// Narrowing casts below are bounded by ExceptionClause::is_small and the size checks
#[allow(clippy::cast_possible_truncation)]
fn write_section(out: &mut Vec<u8>, clauses: &[ExceptionClause]) -> Result<()> {
    let small_size = 4 + clauses.len() * 12;
    if small_size <= usize::from(u8::MAX) && clauses.iter().all(ExceptionClause::is_small) {
        out.push(SectionFlags::EHTABLE.bits());
        out.push(small_size as u8);
        write_le_to(out, 0_u16);

        for clause in clauses {
            write_le_to(out, clause.flags.bits());
            write_le_to(out, clause.try_offset as u16);
            write_le_to(out, clause.try_length as u8);
            write_le_to(out, clause.handler_offset as u16);
            write_le_to(out, clause.handler_length as u8);
            write_le_to(out, clause.class_token_or_filter);
        }
        return Ok(());
    }

    let fat_size = 4 + clauses.len() * 24;
    if fat_size > 0x00FF_FFFF {
        return Err(malformed_error!(
            "Too many exception clauses to encode - {}",
            clauses.len()
        ));
    }

    // 24-bit size above the kind byte
    let kind_and_size = u32::from((SectionFlags::EHTABLE | SectionFlags::FAT_FORMAT).bits())
        | ((fat_size as u32) << 8);
    write_le_to(out, kind_and_size);

    for clause in clauses {
        write_le_to(out, u32::from(clause.flags.bits()));
        write_le_to(out, clause.try_offset);
        write_le_to(out, clause.try_length);
        write_le_to(out, clause.handler_offset);
        write_le_to(out, clause.handler_length);
        write_le_to(out, clause.class_token_or_filter);
    }

    Ok(())
}

#[cfg(test)]
mod tests {
    use super::*;

    fn header(max_stack: u16, clauses: Vec<ExceptionClause>) -> MethodHeader {
        MethodHeader {
            size_header: 0,
            size_code: 0,
            max_stack,
            local_var_sig_token: Token::new(0),
            is_fat: false,
            init_locals: false,
            clauses,
        }
    }

    #[test]
    fn tiny() {
        // ldarg.0; ldfld 0x04000001; ret
        let data = [0x1E, 0x02, 0x7B, 0x01, 0x00, 0x00, 0x04, 0x2A];

        let method_header = MethodHeader::parse(&data).unwrap();

        assert!(!method_header.is_fat);
        assert!(!method_header.init_locals);
        assert_eq!(method_header.max_stack, 8);
        assert_eq!(method_header.size_code, 7);
        assert_eq!(method_header.size_header, 1);
        assert!(method_header.local_var_sig_token.is_null());
        assert_eq!(method_header.code(&data).unwrap(), &data[1..]);

        let written = header(1, Vec::new()).write(&data[1..]).unwrap();
        assert_eq!(written, data);
    }

    #[test]
    fn tiny_truncated() {
        assert!(matches!(MethodHeader::parse(&[0x1A, 0x02]), Err(OutOfBounds)));
        assert!(MethodHeader::parse(&[]).is_err());
        assert!(MethodHeader::parse(&[0x01]).is_err());
    }

    #[test]
    fn fat() {
        let mut data = vec![
            0x13, 0x30, // flags: FAT | INIT_LOCALS, size 3 dwords
            0x05, 0x00, // max stack
            0x02, 0x00, 0x00, 0x00, // code size
            0x59, 0x00, 0x00, 0x11, // local var sig token
        ];
        data.extend_from_slice(&[0x16, 0x2A]);

        let method_header = MethodHeader::parse(&data).unwrap();

        assert!(method_header.is_fat);
        assert!(method_header.init_locals);
        assert!(method_header.clauses.is_empty());
        assert_eq!(method_header.max_stack, 5);
        assert_eq!(method_header.size_code, 2);
        assert_eq!(method_header.size_header, 12);
        assert_eq!(method_header.local_var_sig_token, Token::new(0x1100_0059));

        let written = method_header.write(&[0x16, 0x2A]).unwrap();
        assert_eq!(written, data);
    }

    #[test]
    fn fat_forced_by_stack() {
        let code = [0x00; 10];
        let written = header(9, Vec::new()).write(&code).unwrap();
        assert_eq!(written.len(), FAT_HEADER_SIZE + code.len());

        let parsed = MethodHeader::parse(&written).unwrap();
        assert!(parsed.is_fat);
        assert_eq!(parsed.max_stack, 9);
    }

    #[test]
    fn small_exception_section() {
        let clause = ExceptionClause {
            flags: ExceptionHandlerFlags::EXCEPTION,
            try_offset: 0,
            try_length: 0x0F,
            handler_offset: 0x0F,
            handler_length: 0x0D,
            class_token_or_filter: 0x0100_003F,
        };
        let code = [0x00; 0x1E];
        let written = header(1, vec![clause]).write(&code).unwrap();

        // 12 header + 30 code, padded to 44, then 4 + 12 section bytes
        assert_eq!(written.len(), 44 + 16);
        assert_eq!(written[44], SectionFlags::EHTABLE.bits());
        assert_eq!(written[45], 16);

        let parsed = MethodHeader::parse(&written).unwrap();
        assert_eq!(parsed.clauses, vec![clause]);
    }

    #[test]
    fn fat_exception_section() {
        let clauses = vec![
            ExceptionClause {
                flags: ExceptionHandlerFlags::FINALLY,
                try_offset: 0,
                try_length: 0x200,
                handler_offset: 0x200,
                handler_length: 0x10,
                class_token_or_filter: 0,
            },
            ExceptionClause {
                flags: ExceptionHandlerFlags::FILTER,
                try_offset: 0,
                try_length: 0x10,
                handler_offset: 0x220,
                handler_length: 0x2,
                class_token_or_filter: 0x210,
            },
        ];
        let code = vec![0x00; 0x230];
        let written = header(2, clauses.clone()).write(&code).unwrap();
        assert_eq!(
            written[FAT_HEADER_SIZE + code.len()],
            (SectionFlags::EHTABLE | SectionFlags::FAT_FORMAT).bits()
        );

        let parsed = MethodHeader::parse(&written).unwrap();
        assert_eq!(parsed.clauses, clauses);
        assert_eq!(parsed.code(&written).unwrap().len(), 0x230);
    }

    #[test]
    fn truncated_section() {
        let clause = ExceptionClause {
            flags: ExceptionHandlerFlags::FAULT,
            try_offset: 0,
            try_length: 1,
            handler_offset: 1,
            handler_length: 1,
            class_token_or_filter: 0,
        };
        let mut written = header(1, vec![clause]).write(&[0x00, 0xDC]).unwrap();
        written.truncate(written.len() - 4);
        assert!(MethodHeader::parse(&written).is_err());
    }
}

» **INSTRUCTIONS FOR THE TASK**
Beginning with the first line of the listing above, print each line exactly until you have printed the line that contains "if small_size <= usize::from(u8::MAX)".

» **ANSWER BELOW**
// Narrowing casts below are bounded by ExceptionClause::is_small and the size checks
#[allow(clippy::cast_possible_truncation)]
fn write_section(out: &mut Vec<u8>, clauses: &[ExceptionClause]) -> Result<()> {
    let small_size = 4 + clauses.len() * 12;
    if small_size <= usize::from(u8::MAX) && clauses.iter().all(ExceptionClause::is_small) {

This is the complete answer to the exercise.